Он шагал, скрестив руки, глядя в пол ненавистно и жалко. Тургенев смущал и тревожил его. Страстно хотелось догнать, превзойти, рисовать тоньше, писать глубже и ярче, чем Иван Сергеевич рисовал в своих отшлифованных, безупречных миниатюрах. Сами собой приходили на память слова:
«Я постоял, поднял пучок васильков и вышел из рощи в поле. Солнце стояло низко на бледно-ясном небе, лучи его тоже как будто поблекли и похолодели: они не сияли, они разливались ровным, почти водянистым светом. До вечера оставалось не более получаса, а заря едва-едва зажигалась. Порывистый ветер быстро мчался мне навстречу через желтое, высохшее жнивье; торопливо вздымаясь перед ним, стремились мимо, через дорогу, вдоль опушки, маленькие, покоробленные листья; сторона рощи, обращенная стеною к полю, вся дрожала и сверкала мелким сверканьем, четко, но не ярко; на красноватой траве, на былинках, на соломинках – всюду блестели и волновались бесчисленные нити осенних паутин. Я остановился… Мне стало грустно; сквозь невеселую, хотя свежую улыбку увядающей природы, казалось, прокрадывался унылый страх недалекой зимы. Высоко надо мной, тяжело и резко рассекая воздух крылами, пролетел осторожный ворон, повернул голову, посмотрел на меня сбоку, взмыл и, отрывисто каркая, скрылся за лесом; большое стало голубей резво пронеслось с гумна и, внезапно закружившись столбом, хлопотливо рассеялось по полю – признак осени! Кто-то проехал за обнаженным холмом, громко стуча пустой телегой…»

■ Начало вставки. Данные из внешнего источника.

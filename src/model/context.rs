//! The per-attempt `CrawlingContext` handed to user handlers.
//!
//! Per the design note in `SPEC_FULL.md` §9, the dynamic, closure-heavy
//! context from the distilled spec is modeled here as a value holding the
//! Request, an optional Session, and a vtable (`ContextOps`) for the bound
//! helpers (`enqueueLinks`, `addRequests`, `pushData`, `sendRequest`,
//! `useState`, `getKeyValueStore`). The vtable is implemented by the task
//! pipeline, which is the only thing that knows how to inject crawl depth,
//! enforce `maxCrawlDepth`/`maxRequestsPerCrawl`, and route through the
//! configured transport.

use std::sync::Arc;

use async_trait::async_trait;
use parking_lot::Mutex;
use uuid::Uuid;

use crate::model::request::Request;
use crate::model::session::Session;
use crate::storage::traits::{BatchAddResult, KeyValueStore};
use crate::storage::transport::TransportResponse;

/// Bound helpers available to a user handler through [`CrawlingContext`].
/// Implemented by [`crate::scheduler::pipeline::TaskPipeline`].
#[async_trait]
pub trait ContextOps: Send + Sync {
    /// Enqueues links discovered while handling `parent`. Depth injection
    /// and `maxCrawlDepth`/`maxRequestsPerCrawl` clamping are the
    /// implementation's responsibility.
    async fn enqueue_links(
        &self,
        parent: &Request,
        urls: Vec<String>,
        forefront: bool,
    ) -> anyhow::Result<BatchAddResult>;

    async fn add_requests(
        &self,
        parent: &Request,
        requests: Vec<Request>,
        forefront: bool,
    ) -> anyhow::Result<BatchAddResult>;

    async fn push_data(&self, data: serde_json::Value) -> anyhow::Result<()>;

    async fn use_state(&self, default: serde_json::Value) -> anyhow::Result<serde_json::Value>;

    async fn send_request(
        &self,
        request: &Request,
        session: Option<&Session>,
    ) -> anyhow::Result<TransportResponse>;

    async fn get_key_value_store(
        &self,
        id_or_name: Option<&str>,
    ) -> anyhow::Result<Arc<dyn KeyValueStore>>;
}

/// Per-attempt, ephemeral context. Lives only for the duration of one
/// handler invocation (`SPEC_FULL.md` §3, "Contexts live for one attempt").
pub struct CrawlingContext {
    pub id: String,
    pub request: Request,
    pub session: Option<Session>,
    pub proxy_info: Option<String>,
    ops: Arc<dyn ContextOps>,
    /// Final URL of the last `sendRequest` call, shared with the pipeline
    /// that owns this context so it can read the redirect target back after
    /// the handler returns (the context itself is consumed by then).
    loaded_url: Arc<Mutex<Option<String>>>,
}

impl CrawlingContext {
    #[must_use]
    pub fn new(request: Request, session: Option<Session>, ops: Arc<dyn ContextOps>) -> Self {
        let proxy_info = session.as_ref().and_then(|s| s.proxy_info.clone());
        Self {
            id: Uuid::new_v4().to_string(),
            request,
            session,
            proxy_info,
            ops,
            loaded_url: Arc::new(Mutex::new(None)),
        }
    }

    /// A clone of the final-URL slot, for the owning pipeline to read once
    /// the handler that consumed this context has returned.
    #[must_use]
    pub fn loaded_url_handle(&self) -> Arc<Mutex<Option<String>>> {
        self.loaded_url.clone()
    }

    /// A tracing span scoped to this attempt; the `log` field of the
    /// distilled spec's context.
    #[must_use]
    pub fn log(&self) -> tracing::Span {
        tracing::info_span!("crawl_attempt", request_id = %self.request.id, url = %self.request.url)
    }

    pub async fn enqueue_links(
        &self,
        urls: Vec<String>,
        forefront: bool,
    ) -> anyhow::Result<BatchAddResult> {
        self.ops.enqueue_links(&self.request, urls, forefront).await
    }

    pub async fn add_requests(
        &self,
        requests: Vec<Request>,
        forefront: bool,
    ) -> anyhow::Result<BatchAddResult> {
        self.ops.add_requests(&self.request, requests, forefront).await
    }

    pub async fn push_data(&self, data: serde_json::Value) -> anyhow::Result<()> {
        self.ops.push_data(data).await
    }

    pub async fn use_state(&self, default: serde_json::Value) -> anyhow::Result<serde_json::Value> {
        self.ops.use_state(default).await
    }

    pub async fn send_request(&self) -> anyhow::Result<TransportResponse> {
        let response = self.ops.send_request(&self.request, self.session.as_ref()).await?;
        *self.loaded_url.lock() = Some(response.final_url.clone());
        Ok(response)
    }

    pub async fn get_key_value_store(
        &self,
        id_or_name: Option<&str>,
    ) -> anyhow::Result<Arc<dyn KeyValueStore>> {
        self.ops.get_key_value_store(id_or_name).await
    }
}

Так и обдало его увяданием, так и защемило осенней тоской. До ярости, до холодного бешенства, до боли в уме завидовал он чародею поэзии. Пустая телега так и стукнула за обнаженным холмом. Сырой сильный ветер так и ударил в лицо, донося до него точно бы запах грибов, одолевший запах сигарного дыма.
Он тряхнул головой, силясь прогнать наваждение, сглотнул шершавый комок, подступивший к горлу, мешавший дышать, скриплым голосом произнес:
– Мы – разные с ним…
Он знал: это чистейшая правда. Различие он чувствовал остро, однако острота не утешала его. Он думал холодно, вязко:
«Да, мы разные, непохожие, несравнимые, но… не чужие. Ему назначены эти изящные миниатюры, мне определена глубокая, тяжкая борозда, громадные пласты неподатливой жизни, и потому моё орудие должно быть иным. Его судьба наградила тонкой кистью художника, мне вручила деревенский усадистый плуг. Пусть он себе рисует свое, мне надо землю пахать…»
Губы шевельнулись потерянной, неловкой улыбкой.